I can't claim either to have my mother's natural gift for flirting or to have achieved any great competence, but I do think it's underrated and misunderstood by both the moralizers and the meretricious.

In this month's Emmaus Road Initiative sessions, I have been talking about Euripides' The Bacchae. Donald Sutherland is one of the translators of the play, and in his commentary he says that "the everyday pleasures, if you are lucky enough to have them every day, are the best.”

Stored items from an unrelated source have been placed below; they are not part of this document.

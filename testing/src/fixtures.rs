//! Valid requests and records for tests.

#![allow(clippy::unwrap_used)] // Fixtures are valid by construction

use ticketdesk_core::environment::Clock;
use ticketdesk_core::{
    Comment, CommentId, NewComment, NewTicket, Ticket, TicketId, TicketStatus,
};

/// Reporter address used by every fixture.
pub const REPORTER_EMAIL: &str = "reporter@example.com";

/// Actor that creates fixture records.
pub const REPORTER: &str = "reporter";

/// Actor used for fixture updates.
pub const AGENT: &str = "agent";

/// A valid ticket request titled `title`.
#[must_use]
pub fn new_ticket(title: &str) -> NewTicket {
    NewTicket::new(title, REPORTER_EMAIL, REPORTER)
}

/// A valid comment request on `ticket_id`.
#[must_use]
pub fn new_comment(ticket_id: TicketId, body: &str) -> NewComment {
    NewComment::new(ticket_id, body, REPORTER_EMAIL, REPORTER)
}

/// A fresh OPEN ticket stamped with `clock`.
#[must_use]
pub fn ticket(clock: &impl Clock) -> Ticket {
    Ticket::create(TicketId::new(), new_ticket("Printer jammed"), clock.now()).unwrap()
}

/// A fresh ticket already in `status`.
#[must_use]
pub fn ticket_in(status: TicketStatus, clock: &impl Clock) -> Ticket {
    Ticket::create(
        TicketId::new(),
        new_ticket("Printer jammed").with_status(status),
        clock.now(),
    )
    .unwrap()
}

/// A fresh comment on `ticket_id` stamped with `clock`.
#[must_use]
pub fn comment(ticket_id: TicketId, clock: &impl Clock) -> Comment {
    Comment::create(
        CommentId::new(),
        new_comment(ticket_id, "Have you tried turning it off and on again?"),
        clock.now(),
    )
    .unwrap()
}
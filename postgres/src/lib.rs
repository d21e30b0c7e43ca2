//! `PostgreSQL` ticket and comment store for Ticketdesk.
//!
//! [`PostgresStore`] implements [`TicketStore`](ticketdesk_core::TicketStore)
//! and [`CommentStore`](ticketdesk_core::CommentStore) over three tables:
//!
//! - `tickets`: current ticket state, with a `version` column for
//!   optimistic concurrency
//! - `comments`: `ticket_id` references `tickets` (`ON DELETE CASCADE`)
//! - `tickets_history`: JSONB snapshots of superseded ticket versions
//!   (`ON DELETE CASCADE`)
//!
//! Every `sqlx::Error` surfaces as
//! [`TicketError::StoreUnavailable`](ticketdesk_core::TicketError::StoreUnavailable).
//!
//! # Example
//!
//! ```no_run
//! use ticketdesk_postgres::PostgresStore;
//!
//! # async fn example() -> Result<(), Box<dyn std::error::Error>> {
//! let store = PostgresStore::new("postgres://localhost/tickets").await?;
//! store.initialize_schema().await?;
//! # Ok(())
//! # }
//! ```

#![forbid(unsafe_code)]
#![warn(missing_docs)]

mod comments;
mod schema;
mod tickets;

use sqlx::PgPool;
use ticketdesk_core::{Page, Result, TicketError};

pub use schema::SCHEMA;

/// `PostgreSQL`-backed store for tickets, comments and ticket history.
#[derive(Clone)]
pub struct PostgresStore {
    pool: PgPool,
}

impl PostgresStore {
    /// Connect to `database_url` with a default pool.
    ///
    /// # Errors
    ///
    /// Returns [`TicketError::StoreUnavailable`] if the connection fails.
    pub async fn new(database_url: &str) -> Result<Self> {
        let pool = PgPool::connect(database_url)
            .await
            .map_err(|e| db_error("connect", &e))?;
        Ok(Self { pool })
    }

    /// Wrap an existing pool.
    #[must_use]
    pub const fn from_pool(pool: PgPool) -> Self {
        Self { pool }
    }

    /// Underlying connection pool.
    #[must_use]
    pub const fn pool(&self) -> &PgPool {
        &self.pool
    }

    /// Create tables and indexes if they do not exist.
    ///
    /// Idempotent. Intended for tests and local runs; deployments manage
    /// the schema out of band.
    ///
    /// # Errors
    ///
    /// Returns [`TicketError::StoreUnavailable`] if a statement fails.
    pub async fn initialize_schema(&self) -> Result<()> {
        for statement in SCHEMA {
            sqlx::query(statement)
                .execute(&self.pool)
                .await
                .map_err(|e| db_error("initialize schema", &e))?;
        }
        tracing::info!(statements = SCHEMA.len(), "Ticket schema initialized");
        Ok(())
    }
}

fn db_error(action: &str, e: &sqlx::Error) -> TicketError {
    metrics::counter!("store.error").increment(1);
    TicketError::StoreUnavailable(format!("Failed to {action}: {e}"))
}

fn decode_error(column: &str, e: &sqlx::Error) -> TicketError {
    TicketError::Serialization(format!("Failed to decode column `{column}`: {e}"))
}

fn page_bounds(page: Page) -> Result<(i64, i64)> {
    let offset = i64::try_from(page.offset())
        .map_err(|_| TicketError::Validation(format!("offset out of range: {}", page.offset())))?;
    Ok((i64::from(page.limit()), offset))
}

Flirting is not, alas, an everyday pleasure, but it seems to me to be a kind of natural grace, one of the unofficial gifts of the Holy Spirit. For like the Spirit, it is elusive and unpredictable and a reminder that the nuptial mystery is the human analogue of the Trinitarian mystery. As my sainted mother beautifully demonstrated, and as I have experienced now and again, one is never too old or too sad to enjoy it. If I'm not mistaken, Jesus didn't pass up the occasional opportunity. He was, after all, like us in all things but sin.

2 comments:

Kevin said...

Gil,
Thank you for so graciously and expertly expressing an understanding of flirting which I have known in my life but have never had the words to express properly.
I am a consumate flirt and have many friends who also enjoy the rapartee. Indeed most of them are married, decidedly so, and the give and take is simply a fun way to express being human and very much alive.
As for the strictures in Arabia, I wonder at times if the best thing we could do is simply bring out of that benighted realm all of the women. If the men want to live that way, knock yourselves out.
I'm being rhetorical in this, but in all seriousness it would seem the least we could do is have an asylum policy which states if a woman from Saudi Arabi, Afghanistan, Iran or other such places applies for asylum they get it.
I should probably include India in this as well. I heard a strict Hindu sect wants no one expressing affection in public in the Indian cities. http://www.newser.com/article/d96bbtqo0/police-arrest-6-hindu-hard-liners-protesting-valentines-day-in-india.html
The good news is the authorities, especially the police are pushing back against this.
http://www.hindu.com/thehindu/holnus/002200902031923.htm

Let me close though by saying thank you again for discussing such a wonderful subject near to my heart in a gracious and eloquent manner.
Take care Gil.

Mark Gordon said...

What a wonderful little meditation, Gil. Like so much in our culture, the art of flirting - as practiced both publicly and privately - has been undermined by the loss of a sense of mystery. The same might be said for modest clothing, by which I don't mean the shapeless sacks worn by the ostentatiously devout, but clothing that by its cut and flow accentuated the complementary mysteries of femininity and masculinity. Maybe it's a sign of my own advancing age (I turn 50 this year) but one could imagine flirting with, say, Audrey Hepburn, adorned primly in Capri pants and a light turtleneck sweater, even if nothing were to come of it. Just the interplay of man and woman, dancing at the edges of mystery, enjoying its life-giving gravitational pull, without succumbing to sin. By contrast, one cannot imagine flirting with today's paragon of impoverished femininity, Paris Hilton. There's no mystery there, just meat, and nothing even remotely alluring.